[Information supplied — start]

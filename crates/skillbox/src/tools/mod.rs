//! Tool definitions and the toolbox an agent calls into.
//!
//! This module provides:
//!
//! - [`ToolDefinition`] - A tool's schema (name, description, JSON Schema parameters)
//! - [`ToolRegistry`] - Trait for listing and retrieving tool definitions
//! - [`Toolbox`] - The `skill`, `bash`, `read_file` and `write_file` tools
//!   over a [`Sandbox`](crate::sandbox::Sandbox)

mod params;
mod toolbox;

use schemars::JsonSchema;
use serde::{Deserialize, Serialize};
use thiserror::Error;

pub use params::{BashParams, ReadFileParams, SkillParams, WriteFileParams};
pub use toolbox::{Toolbox, ToolboxState};

use crate::sandbox::SandboxError;
use crate::shell::CommandResult;
use crate::skills::SkillError;

/// Name of the skill-loading tool.
pub const SKILL_TOOL: &str = "skill";
/// Name of the command tool.
pub const BASH_TOOL: &str = "bash";
/// Name of the file-reading tool.
pub const READ_FILE_TOOL: &str = "read_file";
/// Name of the file-writing tool.
pub const WRITE_FILE_TOOL: &str = "write_file";

/// Summary of a tool for index listings.
#[derive(Debug, Clone, PartialEq, Eq, Serialize, Deserialize)]
pub struct ToolSummary {
    /// Tool name (unique identifier).
    pub name: String,
    /// One-line description.
    pub description: String,
}

/// Full definition of a tool including its parameter schema.
#[derive(Debug, Clone, PartialEq, Serialize, Deserialize)]
pub struct ToolDefinition {
    /// Tool name (unique identifier).
    pub name: String,
    /// Human-readable description.
    pub description: String,
    /// JSON Schema for the tool's parameters.
    #[serde(default)]
    pub parameters: serde_json::Value,
}

impl ToolDefinition {
    /// Create a new tool definition.
    pub fn new(
        name: impl Into<String>,
        description: impl Into<String>,
        parameters: serde_json::Value,
    ) -> Self {
        Self {
            name: name.into(),
            description: description.into(),
            parameters,
        }
    }

    /// Create a tool definition whose parameters are described by `P`.
    pub fn for_params<P: JsonSchema>(name: impl Into<String>, description: impl Into<String>) -> Self {
        let schema = schemars::schema_for!(P);
        Self::new(name, description, serde_json::to_value(schema).unwrap_or_default())
    }

    /// Get a summary of this tool.
    pub fn summary(&self) -> ToolSummary {
        ToolSummary {
            name: self.name.clone(),
            description: self.description.clone(),
        }
    }
}

/// Trait for providing tool definitions to an agent.
///
/// Implementations must be thread-safe for use across async tasks.
pub trait ToolRegistry: Send + Sync {
    /// List all available tools (name and description only).
    fn list_tools(&self) -> Vec<ToolSummary>;

    /// Get the full definition of a specific tool.
    fn get_tool(&self, name: &str) -> Option<ToolDefinition>;

    /// Check if a tool exists.
    fn has_tool(&self, name: &str) -> bool {
        self.get_tool(name).is_some()
    }
}

/// What a tool call produced.
///
/// `is_error` marks per-turn failures (a nonzero exit, a missing file, an
/// unknown skill). The agent sees them as ordinary results.
#[derive(Debug, Clone, PartialEq, Serialize, Deserialize)]
pub struct ToolOutput {
    /// Text shown to the agent.
    pub text: String,
    /// The call failed in a way the agent can react to.
    #[serde(default)]
    pub is_error: bool,
    /// Machine-readable result, when the tool has one.
    #[serde(default, skip_serializing_if = "Option::is_none")]
    pub structured: Option<serde_json::Value>,
}

impl ToolOutput {
    /// A successful text result.
    pub fn text(text: impl Into<String>) -> Self {
        Self {
            text: text.into(),
            is_error: false,
            structured: None,
        }
    }

    /// A failed result.
    pub fn error(text: impl Into<String>) -> Self {
        Self {
            text: text.into(),
            is_error: true,
            structured: None,
        }
    }

    /// Render a command result for a model: stdout, then stderr, then the
    /// exit code if nonzero.
    pub fn from_command(result: &CommandResult) -> Self {
        let mut output = String::new();

        if !result.stdout.is_empty() {
            output.push_str(&result.stdout);
        }

        if !result.stderr.is_empty() {
            if !output.is_empty() {
                output.push_str("\n--- stderr ---\n");
            }
            output.push_str(&result.stderr);
        }

        if output.is_empty() {
            output = format!("(no output, exit code: {})", result.exit_code);
        } else if result.exit_code != 0 {
            output.push_str(&format!("\n(exit code: {})", result.exit_code));
        }

        if result.truncated {
            output.push_str("\n[output truncated]");
        }

        Self {
            text: output,
            is_error: !result.is_success(),
            structured: serde_json::to_value(result).ok(),
        }
    }
}

/// A tool call that never reached the sandbox.
#[derive(Debug, Error)]
pub enum ToolError {
    /// The toolbox has not finished setup.
    #[error("tools are not ready; cannot call {tool}")]
    NotReady {
        /// The tool that was called.
        tool: String,
    },
    /// No tool has this name.
    #[error("unknown tool: {0}")]
    UnknownTool(String),
    /// The arguments do not match the tool's schema.
    #[error("invalid arguments for {tool}: {message}")]
    Validation {
        /// The tool that was called.
        tool: String,
        /// What was wrong.
        message: String,
    },
}

/// Fatal errors while bringing the toolbox to the ready state.
#[derive(Debug, Error)]
pub enum SetupError {
    /// Skill discovery failed.
    #[error(transparent)]
    Discovery(#[from] SkillError),
    /// Skill files could not be uploaded.
    #[error(transparent)]
    Upload(#[from] SandboxError),
    /// `initialize` was called twice.
    #[error("toolbox is already initialized")]
    AlreadyInitialized,
}
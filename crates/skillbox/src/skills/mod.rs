//! Skill discovery.
//!
//! A skills directory holds one subdirectory per skill, each with a
//! `SKILL.md` manifest and any scripts or assets the skill needs:
//!
//! ```text
//! skills/
//! ├── csv/
//! │   ├── SKILL.md
//! │   └── filter.sh
//! └── text/
//!     └── SKILL.md
//! ```
//!
//! [`discover`] turns that into skill summaries for advertisement, the
//! instructions for each skill, and the [`SandboxFile`](crate::sandbox::SandboxFile)s
//! to upload so every skill is available under `/skills/<name>/` in the
//! sandbox.

mod manifest;
mod registry;

use std::io;
use std::path::PathBuf;

use thiserror::Error;

pub use manifest::{MAX_DESCRIPTION_LEN, MAX_NAME_LEN, SkillManifest, validate_name};
pub use registry::{
    DEFAULT_MOUNT, Discovery, MANIFEST_FILE, SkillRegistry, SkillSummary, discover, discover_at,
    render_index,
};

/// Errors from skill discovery. All of them are fatal to setup.
#[derive(Debug, Error)]
pub enum SkillError {
    /// A manifest could not be parsed or failed validation.
    #[error("invalid skill manifest {path}: {reason}")]
    InvalidManifest {
        /// Manifest file.
        path: PathBuf,
        /// What was wrong.
        reason: String,
    },

    /// Two skills declare the same name.
    #[error("ambiguous skill name '{name}': declared by {first} and {second}")]
    AmbiguousSkill {
        /// The duplicated name.
        name: String,
        /// Directory of the first skill with this name.
        first: PathBuf,
        /// Directory of the second skill with this name.
        second: PathBuf,
    },

    /// The mount point is not a valid virtual path.
    #[error("invalid skill mount point: {0}")]
    InvalidMount(String),

    /// Reading the skills directory failed.
    #[error("failed to read {path}: {source}")]
    Io {
        /// Path being read.
        path: PathBuf,
        /// Underlying error.
        #[source]
        source: io::Error,
    },

    /// The background discovery task panicked or was cancelled.
    #[error("skill discovery task failed: {0}")]
    Task(#[from] tokio::task::JoinError),
}
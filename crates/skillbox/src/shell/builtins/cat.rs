//! cat builtin - concatenate files and print on the standard output

use std::io::{self, Write};

use async_trait::async_trait;

use super::{Builtin, CommandContext};

pub(super) struct CatCommand;

#[async_trait]
impl Builtin for CatCommand {
    async fn run(&self, ctx: &mut CommandContext<'_>, args: &[String]) -> io::Result<i32> {
        let mut show_line_numbers = false;
        let mut show_ends = false;
        let mut squeeze_blank = false;
        let mut files = Vec::new();

        for arg in args {
            if arg.starts_with('-') && arg.len() > 1 && !arg.starts_with("--") {
                for c in arg[1..].chars() {
                    match c {
                        'n' => show_line_numbers = true,
                        'E' => show_ends = true,
                        's' => squeeze_blank = true,
                        _ => return ctx.usage(format!("unknown option: -{c}")),
                    }
                }
            } else {
                files.push(arg.clone());
            }
        }

        let (inputs, ok) = ctx.inputs(&files).await?;
        let mut line_number = 1;
        let mut last_was_blank = false;

        for (_, contents) in inputs {
            if !show_line_numbers && !show_ends && !squeeze_blank {
                ctx.stdout.write_all(&contents)?;
                continue;
            }

            if contents.is_empty() {
                continue;
            }
            let body = contents.strip_suffix(b"\n").unwrap_or(&contents);
            for line in body.split(|&b| b == b'\n') {
                let is_blank = line.iter().all(|b| b.is_ascii_whitespace());
                if squeeze_blank && is_blank && last_was_blank {
                    continue;
                }
                last_was_blank = is_blank;

                if show_line_numbers {
                    write!(ctx.stdout, "{line_number:6}\t")?;
                    line_number += 1;
                }
                ctx.stdout.write_all(line)?;
                if show_ends {
                    ctx.stdout.write_all(b"$")?;
                }
                ctx.stdout.write_all(b"\n")?;
            }
        }

        Ok(if ok { 0 } else { 1 })
    }
}
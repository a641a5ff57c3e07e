//! Skillbox CLI - run commands and inspect skills against a sandbox
//!
//! Usage:
//!   skillbox -c "command"            Execute a command string
//!   skillbox script.sh               Execute a script file from the host
//!   skillbox                         Read a script from stdin
//!   skillbox --skills-dir DIR --list-skills     List discovered skills
//!   skillbox --skills-dir DIR --show-skill NAME Print a skill's instructions

use std::io::{self, IsTerminal, Read, Write};
use std::path::PathBuf;
use std::process::ExitCode;
use std::sync::Arc;
use std::time::Duration;

use anyhow::Context;
use clap::Parser;
use skillbox::sandbox::Sandbox;
use skillbox::skills::{self, SkillRegistry};
use skillbox::{CommandResult, ResourceLimits, SandboxConfig, Toolbox};
use tracing_subscriber::{EnvFilter, fmt, layer::SubscriberExt, util::SubscriberInitExt};

#[derive(Debug, Parser)]
#[command(name = "skillbox", version, about = "Run commands in a skillbox sandbox")]
struct Cli {
    /// Command string to execute.
    #[arg(short = 'c', conflicts_with = "script")]
    command: Option<String>,

    /// Host script file to execute.
    script: Option<PathBuf>,

    /// Directory of skill bundles to upload under /skills.
    #[arg(long, env = "SKILLBOX_SKILLS_DIR")]
    skills_dir: Option<PathBuf>,

    /// Real directory backing the sandbox (default: in memory).
    #[arg(long, env = "SKILLBOX_ROOT")]
    root: Option<PathBuf>,

    /// Directory under the root that becomes the sandbox's `/`.
    #[arg(long, env = "SKILLBOX_PREFIX", default_value = "/")]
    prefix: String,

    /// Working directory for commands.
    #[arg(long, default_value = "/")]
    working_dir: String,

    /// Command timeout in milliseconds.
    #[arg(long, env = "SKILLBOX_TIMEOUT_MS", default_value_t = 30_000)]
    timeout_ms: u64,

    /// List discovered skills and exit.
    #[arg(long, conflicts_with_all = ["command", "script", "show_skill"])]
    list_skills: bool,

    /// Print a skill's instructions and exit.
    #[arg(long, value_name = "NAME", conflicts_with_all = ["command", "script"])]
    show_skill: Option<String>,
}

impl Cli {
    fn sandbox_config(&self) -> SandboxConfig {
        SandboxConfig {
            root: self.root.clone(),
            prefix: self.prefix.clone(),
            working_dir: self.working_dir.clone(),
            limits: ResourceLimits {
                timeout: Duration::from_millis(self.timeout_ms),
                ..ResourceLimits::default()
            },
        }
    }

    fn script_text(&self) -> anyhow::Result<String> {
        if let Some(command) = &self.command {
            return Ok(command.clone());
        }
        if let Some(path) = &self.script {
            return std::fs::read_to_string(path)
                .with_context(|| format!("{}: cannot read script", path.display()));
        }

        let mut script = String::new();
        io::stdin()
            .read_to_string(&mut script)
            .context("failed to read stdin")?;
        Ok(script)
    }
}

async fn list_skills(skills_dir: Option<PathBuf>) -> anyhow::Result<ExitCode> {
    let dir = skills_dir.context("--skills-dir is required to list skills")?;
    let discovery = skills::discover(dir).await?;
    print!("{}", discovery.index());
    Ok(ExitCode::SUCCESS)
}

async fn show_skill(skills_dir: Option<PathBuf>, name: &str) -> anyhow::Result<ExitCode> {
    let dir = skills_dir.context("--skills-dir is required to show a skill")?;
    let discovery = skills::discover(dir).await?;
    match discovery.instructions(name) {
        Some(instructions) => {
            println!("{instructions}");
            Ok(ExitCode::SUCCESS)
        }
        None => {
            eprintln!("skillbox: unknown skill '{name}'");
            Ok(ExitCode::FAILURE)
        }
    }
}

async fn run(cli: Cli) -> anyhow::Result<ExitCode> {
    if cli.list_skills {
        return list_skills(cli.skills_dir).await;
    }
    if let Some(name) = &cli.show_skill {
        return show_skill(cli.skills_dir.clone(), name).await;
    }

    if cli.command.is_none() && cli.script.is_none() && io::stdin().is_terminal() {
        anyhow::bail!("no command given; use -c, a script file, or pipe a script on stdin");
    }
    let script = cli.script_text()?;

    let sandbox = Arc::new(cli.sandbox_config().build().await?);
    if let Some(dir) = &cli.skills_dir {
        Toolbox::setup(sandbox.clone(), dir).await?;
    }

    let result = sandbox.execute_command(&script).await;
    write_output(&mut io::stdout().lock(), &mut io::stderr().lock(), &result)?;

    Ok(ExitCode::from(u8::try_from(result.exit_code).unwrap_or(1)))
}

fn write_output(
    stdout: &mut impl Write,
    stderr: &mut impl Write,
    result: &CommandResult,
) -> anyhow::Result<()> {
    stdout
        .write_all(result.stdout.as_bytes())
        .and_then(|()| stdout.flush())
        .context("failed to write stdout")?;
    stderr
        .write_all(result.stderr.as_bytes())
        .and_then(|()| stderr.flush())
        .context("failed to write stderr")?;
    Ok(())
}

#[tokio::main(flavor = "current_thread")]
async fn main() -> ExitCode {
    tracing_subscriber::registry()
        .with(fmt::layer().with_writer(io::stderr))
        .with(EnvFilter::from_default_env().add_directive(tracing::Level::WARN.into()))
        .init();

    match run(Cli::parse()).await {
        Ok(code) => code,
        Err(e) => {
            eprintln!("skillbox: {e:#}");
            ExitCode::FAILURE
        }
    }
}
//! grep builtin - print lines matching a pattern

use std::io::{self, Write};

use async_trait::async_trait;

use super::{Builtin, CommandContext};

pub(super) struct GrepCommand;

#[async_trait]
impl Builtin for GrepCommand {
    async fn run(&self, ctx: &mut CommandContext<'_>, args: &[String]) -> io::Result<i32> {
        let opts = match GrepOpts::parse(args) {
            Ok(o) => o,
            Err(e) => return ctx.usage(e),
        };

        let regex = match regex_lite::Regex::new(&opts.pattern) {
            Ok(r) => r,
            Err(e) => return ctx.usage(format!("invalid regex: {e}")),
        };

        let show_filename = (opts.files.len() > 1 || opts.with_filename) && !opts.no_filename;
        let (inputs, ok) = if opts.silent {
            // -q only reports through the exit status
            let mut inputs = Vec::new();
            for file in &opts.files {
                if let Ok(data) = ctx.read(file).await {
                    inputs.push((file.clone(), data));
                }
            }
            if opts.files.is_empty() {
                inputs.push(("-".to_string(), std::mem::take(&mut ctx.stdin)));
            }
            (inputs, true)
        } else {
            ctx.inputs(&opts.files).await?
        };

        let mut matched = false;
        for (file, contents) in &inputs {
            let filename = show_filename.then_some(file.as_str());
            let count = grep_buffer(contents, &regex, filename, &opts, &mut ctx.stdout)?;
            matched |= count > 0;

            if opts.files_only && count > 0 {
                writeln!(ctx.stdout, "{file}")?;
            } else if opts.count_only {
                match filename {
                    Some(f) => writeln!(ctx.stdout, "{f}:{count}")?,
                    None => writeln!(ctx.stdout, "{count}")?,
                }
            }
        }

        Ok(if !ok {
            2
        } else if matched {
            0
        } else {
            1
        })
    }
}

/// Write matching lines and return how many matched.
fn grep_buffer(
    input: &[u8],
    regex: &regex_lite::Regex,
    filename: Option<&str>,
    opts: &GrepOpts,
    out: &mut Vec<u8>,
) -> io::Result<usize> {
    let mut match_count = 0;
    let text = String::from_utf8_lossy(input);

    for (idx, line) in text.lines().enumerate() {
        let is_match = regex.is_match(line) != opts.invert;
        if !is_match {
            continue;
        }
        match_count += 1;

        if !(opts.files_only || opts.count_only || opts.silent) {
            if let Some(f) = filename {
                write!(out, "{f}:")?;
            }
            if opts.line_number {
                write!(out, "{}:", idx + 1)?;
            }
            if opts.only_matching && !opts.invert {
                for m in regex.find_iter(line) {
                    writeln!(out, "{}", m.as_str())?;
                }
            } else {
                writeln!(out, "{line}")?;
            }
        }

        if opts.max_count.is_some_and(|max| match_count >= max) {
            break;
        }
    }

    Ok(match_count)
}

#[derive(Debug, Default)]
struct GrepOpts {
    pattern: String,
    files: Vec<String>,
    invert: bool,
    ignore_case: bool,
    fixed: bool,
    word: bool,
    line_number: bool,
    count_only: bool,
    files_only: bool,
    only_matching: bool,
    with_filename: bool,
    no_filename: bool,
    silent: bool,
    max_count: Option<usize>,
}

impl GrepOpts {
    fn parse(args: &[String]) -> Result<Self, String> {
        let mut opts = GrepOpts::default();
        let mut pattern = None;
        let mut positional = Vec::new();
        let mut args_iter = args.iter();
        let mut options_done = false;

        while let Some(arg) = args_iter.next() {
            if options_done || arg == "-" || !arg.starts_with('-') {
                positional.push(arg.clone());
            } else if arg == "--" {
                options_done = true;
            } else if let Some(long) = arg.strip_prefix("--") {
                match long {
                    "invert-match" => opts.invert = true,
                    "ignore-case" => opts.ignore_case = true,
                    "fixed-strings" => opts.fixed = true,
                    "word-regexp" => opts.word = true,
                    "line-number" => opts.line_number = true,
                    "count" => opts.count_only = true,
                    "files-with-matches" => opts.files_only = true,
                    "only-matching" => opts.only_matching = true,
                    "with-filename" => opts.with_filename = true,
                    "no-filename" => opts.no_filename = true,
                    "quiet" | "silent" => opts.silent = true,
                    "extended-regexp" => {}
                    _ => return Err(format!("unknown option: {arg}")),
                }
            } else {
                let chars: Vec<char> = arg[1..].chars().collect();
                let mut i = 0;
                while i < chars.len() {
                    match chars[i] {
                        'v' => opts.invert = true,
                        'i' => opts.ignore_case = true,
                        'F' => opts.fixed = true,
                        'w' => opts.word = true,
                        'n' => opts.line_number = true,
                        'c' => opts.count_only = true,
                        'l' => opts.files_only = true,
                        'o' => opts.only_matching = true,
                        'H' => opts.with_filename = true,
                        'h' => opts.no_filename = true,
                        'q' => opts.silent = true,
                        'E' | 's' => {}
                        c @ ('e' | 'm') => {
                            let value = if i + 1 < chars.len() {
                                let rest: String = chars[i + 1..].iter().collect();
                                i = chars.len();
                                rest
                            } else {
                                args_iter
                                    .next()
                                    .cloned()
                                    .ok_or_else(|| format!("option requires an argument -- '{c}'"))?
                            };
                            if c == 'e' {
                                pattern = Some(value);
                            } else {
                                opts.max_count = Some(
                                    value
                                        .parse()
                                        .map_err(|_| format!("invalid max count: {value}"))?,
                                );
                            }
                        }
                        c => return Err(format!("unknown option: -{c}")),
                    }
                    i += 1;
                }
            }
        }

        // First positional is the pattern unless -e gave one
        let pattern = match pattern {
            Some(p) => p,
            None if positional.is_empty() => return Err("missing pattern".to_string()),
            None => positional.remove(0),
        };

        let mut pattern = if opts.fixed {
            regex_lite::escape(&pattern)
        } else {
            pattern
        };
        if opts.word {
            pattern = format!(r"\b(?:{pattern})\b");
        }
        if opts.ignore_case {
            pattern = format!("(?i){pattern}");
        }

        opts.pattern = pattern;
        opts.files = positional;
        Ok(opts)
    }
}

#[cfg(test)]
#[allow(clippy::unwrap_used)]
mod tests {
    use super::*;
    use crate::shell::builtins::test_support::run;
    use crate::vfs::Vfs;

    const SALES: &str = "region,product,amount\nWest,apple,10\nEast,pear,7\nWest,plum,3\n";

    #[tokio::test]
    async fn test_basic_match() {
        let fs = Vfs::in_memory();
        let (status, out, _) = run(&GrepCommand, &fs, &["West"], SALES).await;
        assert_eq!(status, 0);
        assert_eq!(out, "West,apple,10\nWest,plum,3\n");
    }

    #[tokio::test]
    async fn test_no_match_status() {
        let fs = Vfs::in_memory();
        let (status, out, _) = run(&GrepCommand, &fs, &["North"], SALES).await;
        assert_eq!(status, 1);
        assert!(out.is_empty());
    }

    #[tokio::test]
    async fn test_flags() {
        let fs = Vfs::in_memory();
        let (_, out, _) = run(&GrepCommand, &fs, &["-vc", "West"], SALES).await;
        assert_eq!(out, "2\n");

        let (_, out, _) = run(&GrepCommand, &fs, &["-in", "east"], SALES).await;
        assert_eq!(out, "3:East,pear,7\n");

        let (_, out, _) = run(&GrepCommand, &fs, &["-F", "a.p"], "a.p\naxp\n").await;
        assert_eq!(out, "a.p\n");

        let (_, out, _) = run(&GrepCommand, &fs, &["-o", "[0-9]+"], SALES).await;
        assert_eq!(out, "10\n7\n3\n");
    }

    #[tokio::test]
    async fn test_multiple_files_prefix_names() {
        let fs = Vfs::in_memory();
        fs.write_file("/a.txt", b"hit\nmiss\n").await.unwrap();
        fs.write_file("/b.txt", b"hit again\n").await.unwrap();

        let (_, out, _) = run(&GrepCommand, &fs, &["hit", "/a.txt", "/b.txt"], "").await;
        assert_eq!(out, "/a.txt:hit\n/b.txt:hit again\n");

        let (_, out, _) = run(&GrepCommand, &fs, &["-l", "again", "/a.txt", "/b.txt"], "").await;
        assert_eq!(out, "/b.txt\n");
    }

    #[tokio::test]
    async fn test_missing_file_is_status_two() {
        let fs = Vfs::in_memory();
        let (status, _, err) = run(&GrepCommand, &fs, &["x", "/missing"], "").await;
        assert_eq!(status, 2);
        assert!(err.contains("No such file or directory"));
    }

    #[tokio::test]
    async fn test_usage_errors() {
        let fs = Vfs::in_memory();
        let (status, _, err) = run(&GrepCommand, &fs, &[], "").await;
        assert_eq!(status, 2);
        assert!(err.contains("missing pattern"));

        let (status, _, _) = run(&GrepCommand, &fs, &["("], "").await;
        assert_eq!(status, 2);
    }
}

[Information supplied — finish]

- What you should do
Exactly one number is wanted in reply: the count of lines above that hold the string "usize".

- Exercise response
2